Oltre agli effetti diretti dei dazi sul calo delle esportazioni dall’Italia al mercato americano, gli esperti dell’associazione degli artigiani e dei piccoli imprenditori si aspettano pesanti ripercussioni indirette, dalla contrazione dei margini di profitto delle aziende che vendono agli Stati Uniti, al trasloco della produzione oltreoceano da parte di altre imprese, fino alla perdita di numerosi posti di lavoro e al costo delle misure di sostegno al reddito, come la cassa integrazione.

Secondo quanto sottolineato nell’analisi della Cgia, la predisposizione delle aziende italiane all’esportazione negli Usa è un fenomeno assodato, come dimostra il flusso di 64,7 miliardi registrato lo scorso anno sull’export verso gli Stati Uniti, nonostante il calo del 3,6% rispetto al 2023.

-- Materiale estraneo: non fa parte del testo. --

//! Depth-limited minimax with alpha-beta pruning.
//!
//! The engine resolves MIN decisions: MAX is assumed to have moved first,
//! and `search` picks the reply that minimizes the score MAX can force.

use tracing::{debug, trace};

use crate::interface::{Error, Evaluation, Game, NEG_INF, POS_INF};

/// The moves below a node, or nothing usable from a pruned branch.
enum Line<M> {
    /// Best play by both sides from the node down to the horizon.
    Exact(Vec<M>),
    /// The branch was cut off; the score is only a bound and no move data
    /// can be read out of it.
    Cutoff,
}

/// Score of a subtree paired with the line that produced it.
struct ScoredLine<M> {
    score: Evaluation,
    line: Line<M>,
}

/// Recycles move buffers between nodes so the search allocates a bounded
/// number of vectors regardless of tree size.
struct MovePool<M> {
    pool: Vec<Vec<M>>,
}

impl<M> Default for MovePool<M> {
    fn default() -> MovePool<M> {
        MovePool { pool: Vec::new() }
    }
}

impl<M> MovePool<M> {
    fn alloc(&mut self) -> Vec<M> {
        self.pool.pop().unwrap_or_default()
    }

    fn free(&mut self, mut moves: Vec<M>) {
        moves.clear();
        self.pool.push(moves);
    }
}

/// Applies a move on construction and takes it back when dropped, so every
/// exit path out of a node leaves the position exactly as it was found.
struct Played<'a, G: Game> {
    game: &'a mut G,
    m: G::M,
    is_max: bool,
}

impl<'a, G: Game> Played<'a, G> {
    fn new(game: &'a mut G, m: G::M, is_max: bool) -> Played<'a, G> {
        game.execute(m, is_max);
        Played { game, m, is_max }
    }

    fn game(&mut self) -> &mut G {
        self.game
    }
}

impl<G: Game> Drop for Played<'_, G> {
    fn drop(&mut self) {
        self.game.undo(self.m, self.is_max);
    }
}

/// Minimax search over any [`Game`], bounded to a fixed depth.
///
/// The engine is stateless between calls apart from its depth limit and
/// recycled move buffers; the caller owns the game and advances it between
/// searches.
pub struct Minimax<G: Game> {
    max_depth: usize,
    move_pool: MovePool<G::M>,
    prev_value: Evaluation,
}

impl<G: Game> Minimax<G> {
    /// Create an engine that searches `max_depth` plies past the root.
    ///
    /// A depth of 0 disables lookahead entirely: only the tactical shortcut
    /// can produce a move.
    pub fn with_max_depth(max_depth: usize) -> Minimax<G> {
        Minimax { max_depth, move_pool: MovePool::default(), prev_value: 0 }
    }

    /// Root score of the last full search. Unchanged by tactical returns.
    #[doc(hidden)]
    pub fn root_value(&self) -> Evaluation {
        self.prev_value
    }

    /// Best move for the MIN side in the current position.
    ///
    /// An immediate win or forced block reported by the game is returned
    /// without searching; otherwise the position is explored to the depth
    /// limit and the first move of the principal variation is returned.
    pub fn search(&mut self, game: &mut G) -> Result<G::M, Error> {
        if game.is_terminal() {
            return Err(Error::TerminalPosition);
        }
        if let Some(m) = game.tactical_move() {
            trace!("tactical move available, skipping search");
            return Ok(m);
        }
        let result = self.min(game, NEG_INF, POS_INF, 0);
        self.prev_value = result.score;
        debug!(score = result.score, depth = self.max_depth, "search finished");
        match result.line {
            Line::Exact(path) if !path.is_empty() => Ok(path[0]),
            _ => {
                let mut moves = self.move_pool.alloc();
                game.legal_moves(&mut moves);
                let empty = moves.is_empty();
                self.move_pool.free(moves);
                Err(if empty { Error::NoLegalMoves } else { Error::NoVariation })
            }
        }
    }

    /// MAX node: pick the child that maximizes the score.
    fn max(
        &mut self,
        game: &mut G,
        mut alpha: Evaluation,
        beta: Evaluation,
        depth: usize,
    ) -> ScoredLine<G::M> {
        if game.is_terminal() {
            return ScoredLine { score: game.utility(), line: Line::Exact(Vec::new()) };
        }
        if depth == self.max_depth {
            return ScoredLine {
                score: game.heuristic_evaluation(),
                line: Line::Exact(Vec::new()),
            };
        }
        let mut moves = self.move_pool.alloc();
        game.legal_moves(&mut moves);
        let mut best = Line::Exact(Vec::new());
        let mut cutoff = None;
        for &m in moves.iter() {
            let child = {
                let mut played = Played::new(game, m, true);
                self.min(played.game(), alpha, beta, depth + 1)
            };
            if child.score >= beta {
                // MIN already has a better option elsewhere; nothing below
                // this node can matter.
                cutoff = Some(child.score);
                break;
            }
            if child.score > alpha {
                alpha = child.score;
                best = match child.line {
                    Line::Exact(mut path) => {
                        path.insert(0, m);
                        Line::Exact(path)
                    }
                    // A cutoff child scores outside the open window, so it
                    // can never improve alpha.
                    Line::Cutoff => unreachable!("cutoff line inside the search window"),
                };
            }
        }
        self.move_pool.free(moves);
        match cutoff {
            Some(score) => ScoredLine { score, line: Line::Cutoff },
            None => ScoredLine { score: alpha, line: best },
        }
    }

    /// MIN node: mirror image of [`Minimax::max`], minimizing the score.
    fn min(
        &mut self,
        game: &mut G,
        alpha: Evaluation,
        mut beta: Evaluation,
        depth: usize,
    ) -> ScoredLine<G::M> {
        if game.is_terminal() {
            return ScoredLine { score: game.utility(), line: Line::Exact(Vec::new()) };
        }
        if depth == self.max_depth {
            return ScoredLine {
                score: game.heuristic_evaluation(),
                line: Line::Exact(Vec::new()),
            };
        }
        let mut moves = self.move_pool.alloc();
        game.legal_moves(&mut moves);
        let mut best = Line::Exact(Vec::new());
        let mut cutoff = None;
        for &m in moves.iter() {
            let child = {
                let mut played = Played::new(game, m, false);
                self.max(played.game(), alpha, beta, depth + 1)
            };
            if child.score <= alpha {
                // MAX already has a better option elsewhere.
                cutoff = Some(child.score);
                break;
            }
            if child.score < beta {
                beta = child.score;
                best = match child.line {
                    Line::Exact(mut path) => {
                        path.insert(0, m);
                        Line::Exact(path)
                    }
                    Line::Cutoff => unreachable!("cutoff line inside the search window"),
                };
            }
        }
        self.move_pool.free(moves);
        match cutoff {
            Some(score) => ScoredLine { score, line: Line::Cutoff },
            None => ScoredLine { score: beta, line: best },
        }
    }
}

Le ricadute dei dazi al 15% sull’economia italiana sono dunque inevitabili, ma la natura dei prodotti tricolore potrebbe attenuare le conseguenze sulle esportazioni.

Le conseguenze dei dazi sui prodotti italiani

Come certificato dalla Banca d’Italia, il 49% delle importazioni dall’Italia sono costituite da beni di qualità media e il 43% di alto livello, per una quota totale del 92% delle esportazioni negli Usa.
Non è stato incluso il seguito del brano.